So, now that the two pumpkin comps are done and dusted, anyone willing to detail their experiences of working with pumpkin? It would be equally helpful to hear of the stuff you wouldn't do again or what you would do differently as to hear from the comp grinners.
I'm sure my asking this has nnothing at all to do with me biting the bullet and finally making one myself next brew.
I brewed two beers that had additional spices added, and I personally didn't notice much flavour contribution from the pumpkin underneath the spices.
The first beer was a pumpkin pie sweet stout. I replaced 1kg of base malt from the original recipe with 2kg pumpkin, and still came in 8pts under my pre-boil gravity. Some brewers who tasted that beer thought that the pumpkin may have added to the body of it, but with the lactose in it, it's a pretty full bodied beer to start with. I definitely liked the spiced aspect of this beer and would brew it again, but not necessarily with pumpkin. For the spices, I added 15g of this straight to the keg:
The spices came through quite strong at first (probably from being drawn straight from the bottom), but mellowed and blended over time. I would probably back that off to 10g next time, and add more if I felt it needed it.

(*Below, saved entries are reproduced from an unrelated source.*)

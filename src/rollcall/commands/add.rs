use crate::backend::StudentBackend;
use crate::commands::{CmdMessage, CmdResult};
use crate::error::Result;
use crate::model::StudentDraft;

pub fn run<B: StudentBackend>(backend: &mut B, draft: &StudentDraft) -> Result<CmdResult> {
    backend.create(draft)?;

    let mut result = CmdResult::default();
    result.add_message(CmdMessage::success("Student added successfully!"));
    Ok(result)
}

#[cfg(test)]
mod tests {
    use super::*;
    use crate::backend::memory::InMemoryBackend;
    use crate::commands::MessageLevel;

    #[test]
    fn adds_student_and_reports_success() {
        let mut backend = InMemoryBackend::new();
        let result = run(&mut backend, &StudentDraft::new("Alice", 20, "A")).unwrap();

        assert_eq!(result.messages.len(), 1);
        assert_eq!(result.messages[0].level, MessageLevel::Success);
        assert_eq!(backend.list().unwrap().len(), 1);
    }

    #[test]
    fn server_rejection_propagates() {
        let mut backend = InMemoryBackend::new();
        let err = run(&mut backend, &StudentDraft::new("", 20, "A")).unwrap_err();
        assert_eq!(err.to_string(), "Missing required field: name");
        assert!(backend.list().unwrap().is_empty());
    }
}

The second brew was wheat ale with honey and ginger. I'd brewed this
Australian white xmas ale recipe a few times before with US-05, and thought that the honey & ginger would work well with the pumpkin. For this recipe, I ditched the lemon zest and I replaced the 250g wheat flour with 3kg of pumpkin (and still struggled to make pre-boil gravity). If you really search for it, you could possibly find some pumpkin in the aroma and flavour, but again, the honey & ginger dominate this recipe.
Well I know one of the winners has said to me that they will definitely roast the pumpkin first next time. Peeling 3kg of pumpkin wasn't much fun for them
A lot of people did roast it first, and I would definitely second that from my experience.
Yep, that would be me

. I peeled, boiled and blended the pumpkin for both beers and added the puree to the mash. What's worse was winning the comp and having to do 9kg for the commercial brew
This is what you hand looks like after peeling said pumpkins:
If I was ever to put pumpkin in a beer again, I would forgo peeling and roast instead of boil it to make things easier on myself.
Oh, and rice gulls. Plenty of them...
My mashes were gummy as hell.
Mine too. I had to reset the grain bed no less than 3 times for each brew due to stuck sparges. I ended up adding 1kg rice gulls by the end of the second brew!
This picture is a wee bit terrifying. I can feel my first stuck mash coming on.
If you find that one terrifying, here's what it looked like at the end of sparging the brew on the Craft Brewer system!
Luckily, aside from getting stuck right at the start, the sparge otherwise went well, albeit slowly and inefficiently.